Copy each line of the entries that contains the word "load".

== Dataset records

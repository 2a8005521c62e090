//! In-memory directory store
//!
//! A complete, dependency-free implementation of [`DirectoryStore`] over a
//! sorted map of DN to attributes. The integration tests drive the whole
//! engine against it; it is also handy as a fake external directory for
//! auth and GAL federation tests (it honors bind and paged search).

use crate::directory::{
    dn, DirEntry, DirectoryStore, Filter, Modification, SearchOptions, SearchPage, SearchScope,
};
use crate::domain::{names, AttrMap};
use crate::error::{AppError, Result};
use async_trait::async_trait;
use std::collections::BTreeMap;
use std::sync::atomic::{AtomicBool, Ordering};
use std::sync::Mutex;

#[derive(Default)]
pub struct MemoryStore {
    // keyed by lower-cased DN; the entry keeps the original spelling
    entries: Mutex<BTreeMap<String, DirEntry>>,
    bind_outage: AtomicBool,
}

impl MemoryStore {
    pub fn new() -> Self {
        Self::default()
    }

    /// Simulate a directory outage for bind operations: `bind` returns a
    /// transient failure instead of a verdict while enabled
    pub fn set_bind_outage(&self, outage: bool) {
        self.bind_outage.store(outage, Ordering::SeqCst);
    }

    pub fn len(&self) -> usize {
        self.entries.lock().unwrap().len()
    }

    pub fn is_empty(&self) -> bool {
        self.len() == 0
    }

    fn in_scope(entry_dn: &str, base: &str, scope: SearchScope) -> bool {
        match scope {
            SearchScope::Base => entry_dn.eq_ignore_ascii_case(base),
            SearchScope::OneLevel => dn::is_child_of(entry_dn, base),
            SearchScope::Subtree => {
                entry_dn.eq_ignore_ascii_case(base) || dn::is_under(entry_dn, base)
            }
        }
    }
}

#[async_trait]
impl DirectoryStore for MemoryStore {
    async fn search(
        &self,
        base: &str,
        scope: SearchScope,
        filter: &Filter,
        opts: &SearchOptions,
    ) -> Result<SearchPage> {
        let entries = self.entries.lock().unwrap();
        let matched: Vec<DirEntry> = entries
            .values()
            .filter(|e| Self::in_scope(&e.dn, base, scope))
            .filter(|e| filter.matches(&e.attrs))
            .cloned()
            .collect();

        let start: usize = match &opts.cookie {
            Some(cookie) => cookie
                .parse()
                .map_err(|_| AppError::Directory(format!("bad paging cookie: {cookie}")))?,
            None => 0,
        };
        let start = start.min(matched.len());

        let remaining = matched.len() - start;
        let mut limit = remaining;
        if opts.page_size > 0 {
            limit = limit.min(opts.page_size as usize);
        }
        if opts.size_limit > 0 {
            limit = limit.min(opts.size_limit);
        }
        let end = start + limit;

        // hitting the size limit is a truncation, same as a server's
        // sizeLimitExceeded; a cookie is only offered for further pages
        // within the size budget
        let truncated = opts.size_limit > 0 && limit == opts.size_limit && remaining > limit;
        let cookie =
            (!truncated && end < matched.len() && opts.page_size > 0).then(|| end.to_string());

        Ok(SearchPage {
            entries: matched[start..end].to_vec(),
            cookie,
            truncated,
        })
    }

    async fn get_by_dn(&self, dn: &str) -> Result<Option<DirEntry>> {
        Ok(self.entries.lock().unwrap().get(&dn.to_lowercase()).cloned())
    }

    async fn add(&self, dn: &str, attrs: AttrMap) -> Result<()> {
        let mut entries = self.entries.lock().unwrap();
        let key = dn.to_lowercase();
        if entries.contains_key(&key) {
            return Err(AppError::AlreadyExists(dn.to_string()));
        }
        entries.insert(
            key,
            DirEntry {
                dn: dn.to_string(),
                attrs,
            },
        );
        Ok(())
    }

    async fn modify(&self, dn: &str, mods: Vec<Modification>) -> Result<()> {
        let mut entries = self.entries.lock().unwrap();
        let entry = entries
            .get_mut(&dn.to_lowercase())
            .ok_or_else(|| AppError::not_found("entry", dn))?;

        for modification in mods {
            match modification {
                Modification::Replace(name, values) => entry.attrs.set_multi(&name, values),
                Modification::Add(name, values) => {
                    for value in values {
                        entry.attrs.add_value(&name, value);
                    }
                }
                Modification::DeleteValues(name, values) => {
                    for value in values {
                        entry.attrs.remove_value(&name, &value);
                    }
                }
                Modification::DeleteAttr(name) => {
                    entry.attrs.remove(&name);
                }
            }
        }
        Ok(())
    }

    async fn rename(&self, old_dn: &str, new_dn: &str) -> Result<()> {
        let mut entries = self.entries.lock().unwrap();
        let old_key = old_dn.to_lowercase();
        let new_key = new_dn.to_lowercase();
        if !entries.contains_key(&old_key) {
            return Err(AppError::not_found("entry", old_dn));
        }
        if entries.contains_key(&new_key) {
            return Err(AppError::AlreadyExists(new_dn.to_string()));
        }

        // move the record and everything under it
        let moved: Vec<String> = entries
            .keys()
            .filter(|k| *k == &old_key || dn::is_under(k, &old_key))
            .cloned()
            .collect();
        for key in moved {
            let entry = entries.remove(&key).expect("key listed above");
            let suffix = &entry.dn[..entry.dn.len() - old_dn.len()];
            let relocated = format!("{suffix}{new_dn}");
            entries.insert(
                relocated.to_lowercase(),
                DirEntry {
                    dn: relocated,
                    attrs: entry.attrs,
                },
            );
        }
        Ok(())
    }

    async fn delete(&self, dn: &str) -> Result<()> {
        let mut entries = self.entries.lock().unwrap();
        let key = dn.to_lowercase();
        if !entries.contains_key(&key) {
            return Err(AppError::not_found("entry", dn));
        }
        if entries.keys().any(|k| dn::is_under(k, &key)) {
            return Err(AppError::Directory(format!(
                "subordinate entries exist under {dn}"
            )));
        }
        entries.remove(&key);
        Ok(())
    }

    async fn bind(&self, dn: &str, password: &str) -> Result<bool> {
        if self.bind_outage.load(Ordering::SeqCst) {
            return Err(AppError::Directory(
                "bind failed: directory unavailable".to_string(),
            ));
        }
        let entries = self.entries.lock().unwrap();
        Ok(entries
            .get(&dn.to_lowercase())
            .and_then(|e| e.attrs.get(names::A_PASSWORD))
            .is_some_and(|stored| stored == password))
    }
}
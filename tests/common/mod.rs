//! Shared test harness: an engine wired to in-memory stores
#![allow(dead_code)]

use async_trait::async_trait;
use provis_core::config::Config;
use provis_core::directory::{
    DirEntry, DirectoryStore, ExternalDirectory, Filter, MemoryStore, Modification, SearchOptions,
    SearchPage, SearchScope, StaticSchema,
};
use provis_core::domain::{names, AttrMap};
use provis_core::error::Result;
use provis_core::service::Provisioning;
use std::sync::atomic::{AtomicUsize, Ordering};
use std::sync::Arc;
use uuid::Uuid;

pub const BASE_DN: &str = "cn=provis";

/// Wraps the in-memory store and counts search round-trips, so tests can
/// assert that a cache hit issued no directory search
pub struct CountingStore {
    inner: MemoryStore,
    searches: AtomicUsize,
}

impl CountingStore {
    pub fn new() -> Self {
        Self {
            inner: MemoryStore::new(),
            searches: AtomicUsize::new(0),
        }
    }

    pub fn inner(&self) -> &MemoryStore {
        &self.inner
    }

    pub fn search_count(&self) -> usize {
        self.searches.load(Ordering::SeqCst)
    }
}

#[async_trait]
impl DirectoryStore for CountingStore {
    async fn search(
        &self,
        base: &str,
        scope: SearchScope,
        filter: &Filter,
        opts: &SearchOptions,
    ) -> Result<SearchPage> {
        self.searches.fetch_add(1, Ordering::SeqCst);
        self.inner.search(base, scope, filter, opts).await
    }

    async fn get_by_dn(&self, dn: &str) -> Result<Option<DirEntry>> {
        self.inner.get_by_dn(dn).await
    }

    async fn add(&self, dn: &str, attrs: AttrMap) -> Result<()> {
        self.inner.add(dn, attrs).await
    }

    async fn modify(&self, dn: &str, mods: Vec<Modification>) -> Result<()> {
        self.inner.modify(dn, mods).await
    }

    async fn rename(&self, dn: &str, new_dn: &str) -> Result<()> {
        self.inner.rename(dn, new_dn).await
    }

    async fn delete(&self, dn: &str) -> Result<()> {
        self.inner.delete(dn).await
    }

    async fn bind(&self, dn: &str, password: &str) -> Result<bool> {
        self.inner.bind(dn, password).await
    }
}

/// External directory backed by a second in-memory store; the URL from the
/// domain configuration is accepted and ignored
pub struct FakeExternal(pub Arc<MemoryStore>);

#[async_trait]
impl ExternalDirectory for FakeExternal {
    async fn bind(&self, _url: &str, dn: &str, password: &str) -> Result<bool> {
        self.0.bind(dn, password).await
    }

    async fn search(
        &self,
        _url: &str,
        base: &str,
        filter: &Filter,
        opts: &SearchOptions,
    ) -> Result<SearchPage> {
        self.0.search(base, SearchScope::Subtree, filter, opts).await
    }
}

pub struct TestEnv {
    pub engine: Arc<Provisioning>,
    pub store: Arc<CountingStore>,
    pub external: Arc<MemoryStore>,
}

pub async fn test_env() -> TestEnv {
    test_env_with_config(Config::default()).await
}

pub async fn test_env_with_config(config: Config) -> TestEnv {
    let store = Arc::new(CountingStore::new());
    let external = Arc::new(MemoryStore::new());
    let engine = Provisioning::new(
        config,
        store.clone(),
        Arc::new(FakeExternal(external.clone())),
        Arc::new(StaticSchema::new()),
        BASE_DN,
    );

    // the entries every deployment carries
    let mut config_attrs = AttrMap::new();
    config_attrs.set(names::A_OBJECT_CLASS, "provisGlobalConfig");
    config_attrs.set("cn", "config");
    store
        .inner()
        .add(&format!("cn=config,{BASE_DN}"), config_attrs)
        .await
        .unwrap();

    let mut grant_attrs = AttrMap::new();
    grant_attrs.set(names::A_OBJECT_CLASS, "provisGlobalGrant");
    grant_attrs.set("cn", "globalgrant");
    store
        .inner()
        .add(&format!("cn=globalgrant,{BASE_DN}"), grant_attrs)
        .await
        .unwrap();

    TestEnv {
        engine,
        store,
        external,
    }
}

/// Seed a class of service directly in the store
pub async fn seed_cos(store: &MemoryStore, name: &str, extra: &[(&str, &str)]) -> Uuid {
    let id = Uuid::new_v4();
    let mut attrs = AttrMap::new();
    attrs.set(names::A_OBJECT_CLASS, "provisCos");
    attrs.set(names::A_PROVIS_ID, id.to_string());
    attrs.set(names::A_CN, name);
    for (attr, value) in extra {
        attrs.set(attr, value.to_string());
    }
    store
        .add(&format!("cn={name},cn=cos,{BASE_DN}"), attrs)
        .await
        .unwrap();
    id
}

/// Seed an XMPP component registration directly in the store
pub async fn seed_xmpp_component(store: &MemoryStore, name: &str, domain: &str) {
    let mut attrs = AttrMap::new();
    attrs.set(names::A_OBJECT_CLASS, "provisXmppComponent");
    attrs.set(names::A_PROVIS_ID, Uuid::new_v4().to_string());
    attrs.set(names::A_CN, name);
    attrs.set(names::A_COMPONENT_DOMAIN, domain);
    store
        .add(&format!("cn={name},cn=xmppcomponents,{BASE_DN}"), attrs)
        .await
        .unwrap();
}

====

(Solution below)
        if self.bind_outage.load(Ordering::SeqCst) {
        self.searches.load(Ordering::SeqCst)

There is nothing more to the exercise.